Lamont, who coordinated the clean-up project, headed a push beginning in 2020 to expand sustainability-related volunteerism within her unit, encouraging her colleagues to make use of the four hours per month of paid volunteer time off HP offers to each employee. Lamont led her unit to an 80% increase in the number of volunteer hours logged.

“It was definitely something that worked for us, to really unite and engage teams that work from home, hybrid, and globally,” she says.

The projects looked something like this: Lamont and her team initiated a campaign — tracking biodiversity, mapping neighborhoods, counting penguins, or monitoring climate-change impacts by photographing clouds in the sky, for example. Volunteers completed tasks on their own time and tracked their progress in the corresponding project app. Organizers highlighted the team’s progress throughout the week, and top performers received incentives, such as trees planted in their names.

Carole Lam-Chin, the volunteer program manager for the HP Foundation, which helps drive and advance volunteering for employees, says these projects exemplify one of the perks of the hybrid model.

Prior to the pandemic, she says, “Teleworkers really were on their own. We tried to find ways to engage them, but if they’re 50 miles away from an HP site, they’re not going to drive 50 miles to participate in a volunteer activity. Remote workers now finally have the opportunity to get together and volunteer and participate and feel really that they’re part of this global volunteer community within HP.”

 At HP, employees logged 250,000 volunteer hours in 2022, a 90% year-over-year increase and significant progress toward the company’s goal of 1.5 million volunteer hours in the decade between 2016 and 2025. Virtual opportunities, Lam-Chin says, helped fuel that bump. 

“[Virtual volunteering] was definitely something that worked for us, to really unite and engage teams that work from home, hybrid, and globally.”

— Meghan Lamont, chief of staff and communications manager, Sales Operations, HP Inc.

“I feel like employees have really embraced this,” she says.

Next month, the HP Foundation launches “40 Days of Doing Good,” an annual global campaign when HP employees around the world come together to strengthen local (and virtual) communities through volunteering. The campaign has a separate portal with virtual activities, including volunteering projects for MapSwipeHour of Code, and CareerVillage.

Virtual engagement, personal impact

In 2021, Cristina Dumitru, who serves as HP’s Romania communication lead, launched a volunteering project to teach computer and career skills to at-risk teens and young adults in Romania’s child protective services system. In 2022, participation ballooned from 30 participants to 150.

As part of the mentoring program, called HP Digital Learning, Cristina Dumitru herself took on a mentee. She spent eight months tutoring in digital and web skills, interviewing, and resume-writing over Zoom. She says that her mentee, now 19, eventually enrolled in Bucharest University of Economic Studies.

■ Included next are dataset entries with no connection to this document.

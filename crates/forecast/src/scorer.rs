//! Composite risk scoring.
//!
//! Blends the lice exceedance signal with independently-read mortality,
//! environment-quality and treatment-efficacy signals into one 0–100 index.
//! Environment and treatment are quality scores (higher is better) and are
//! inverted when blended, so good conditions lower the contributed risk.

use licewatch_core::{EnvironmentQuality, ScoreLevel};

/// Blend weights: lice 0.4, mortality 0.2, environment 0.2, treatment 0.2.
const WEIGHT_LICE: f64 = 0.4;
const WEIGHT_MORTALITY: f64 = 0.2;
const WEIGHT_ENVIRONMENT: f64 = 0.2;
const WEIGHT_TREATMENT: f64 = 0.2;

/// Defaults used when the corresponding read fails or finds nothing.
pub const DEFAULT_MORTALITY_SCORE: f64 = 20.0;
pub const DEFAULT_ENVIRONMENT_SCORE: f64 = 80.0;
pub const DEFAULT_TREATMENT_SCORE: f64 = 50.0;

/// The four component scores feeding the blend, each in `[0, 100]`.
#[derive(Debug, Clone, Copy, PartialEq)]
pub struct ComponentScores {
    pub lice: f64,
    pub mortality: f64,
    pub environment: f64,
    pub treatment: f64,
}

/// Lice sub-score: the exceedance probability on a 0–100 scale.
pub fn lice_score(exceedance_probability: f64) -> f64 {
    (exceedance_probability * 100.0).round()
}

/// Mortality sub-score: trailing-week average mortality ×10, capped at 100.
pub fn mortality_score(avg_weekly_mortality: f64) -> f64 {
    (avg_weekly_mortality * 10.0).min(100.0)
}

fn temperature_subscore(temperature: f64) -> f64 {
    if temperature < 4.0 || temperature > 18.0 {
        50.0
    } else if temperature < 6.0 || temperature > 16.0 {
        70.0
    } else if temperature < 8.0 || temperature > 14.0 {
        85.0
    } else {
        100.0
    }
}

fn oxygen_subscore(oxygen_percent: f64) -> f64 {
    if oxygen_percent < 60.0 {
        30.0
    } else if oxygen_percent < 70.0 {
        50.0
    } else if oxygen_percent < 80.0 {
        70.0
    } else if oxygen_percent < 90.0 {
        85.0
    } else {
        100.0
    }
}

/// Environment-quality sub-score: temperature and oxygen band scores,
/// averaged. Optimal water (8–14 °C, ≥90 % O₂) scores 100.
pub fn environment_score(quality: &EnvironmentQuality) -> f64 {
    ((temperature_subscore(quality.temperature) + oxygen_subscore(quality.oxygen_percent)) / 2.0)
        .round()
}

/// Composite-score level bands.
pub fn level_for(overall: u8) -> ScoreLevel {
    match overall {
        70.. => ScoreLevel::Critical,
        50..=69 => ScoreLevel::High,
        30..=49 => ScoreLevel::Moderate,
        _ => ScoreLevel::Low,
    }
}

/// Weighted blend of the components into the overall 0–100 score.
pub fn blend(components: &ComponentScores) -> (u8, ScoreLevel) {
    let overall = components.lice * WEIGHT_LICE
        + components.mortality * WEIGHT_MORTALITY
        + (100.0 - components.environment) * WEIGHT_ENVIRONMENT
        + (100.0 - components.treatment) * WEIGHT_TREATMENT;
    let overall = overall.round().clamp(0.0, 100.0) as u8;
    (overall, level_for(overall))
}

Cristina Dumitru credits the flexibility of the project’s virtual format with attracting a bigger pool of volunteers. She estimates 60% of her team’s volunteer endeavors — from mentoring to humanitarian aid for neighboring Ukraine — now happen online.

“My colleagues could do it from their living rooms, from their kitchen offices,” she says. “This opened the doors to many people who had never volunteered before for us.”

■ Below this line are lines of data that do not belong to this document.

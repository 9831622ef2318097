//! Strongly-typed identifiers used across the domain.

use core::str::FromStr;
use serde::{Deserialize, Serialize};
use uuid::Uuid;

use crate::error::DomainError;

/// Identifier of a population (a single physically distinct rearing unit,
/// commonly called a cage).
#[derive(Debug, Copy, Clone, PartialEq, Eq, Hash, PartialOrd, Ord, Serialize, Deserialize)]
#[serde(transparent)]
pub struct PopulationId(Uuid);

/// Identifier of a site (the locality a population belongs to).
#[derive(Debug, Copy, Clone, PartialEq, Eq, Hash, Serialize, Deserialize)]
#[serde(transparent)]
pub struct SiteId(Uuid);

macro_rules! impl_uuid_newtype {
    ($t:ty, $name:literal) => {
        impl $t {
            /// Create a new identifier.
            ///
            /// Uses UUIDv7 (time-ordered). Prefer passing IDs explicitly in tests
            /// for determinism.
            pub fn new() -> Self {
                Self(Uuid::now_v7())
            }

            pub fn from_uuid(uuid: Uuid) -> Self {
                Self(uuid)
            }

            pub fn as_uuid(&self) -> &Uuid {
                &self.0
            }
        }

        impl Default for $t {
            fn default() -> Self {
                Self::new()
            }
        }

        impl core::fmt::Display for $t {
            fn fmt(&self, f: &mut core::fmt::Formatter<'_>) -> core::fmt::Result {
                core::fmt::Display::fmt(&self.0, f)
            }
        }

        impl From<Uuid> for $t {
            fn from(value: Uuid) -> Self {
                Self(value)
            }
        }

        impl From<$t> for Uuid {
            fn from(value: $t) -> Self {
                value.0
            }
        }

        impl FromStr for $t {
            type Err = DomainError;

            fn from_str(s: &str) -> Result<Self, Self::Err> {
                let uuid = Uuid::from_str(s)
                    .map_err(|e| DomainError::invalid_id(format!("{}: {}", $name, e)))?;
                Ok(Self(uuid))
            }
        }
    };
}

impl_uuid_newtype!(PopulationId, "PopulationId");
impl_uuid_newtype!(SiteId, "SiteId");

Cristina Dumitru and her mentee continued their rapport after the program ended, and these days, their relationship is a mix of WhatsApp check-ins and in-person meet-ups — a hybrid model of sorts.

“The future of volunteering is hybrid volunteering — to keep what we learned to do best in our virtual projects but also to keep the empathy of a face-to-face social and personal connection,” she says. “It’s a win-win situation.”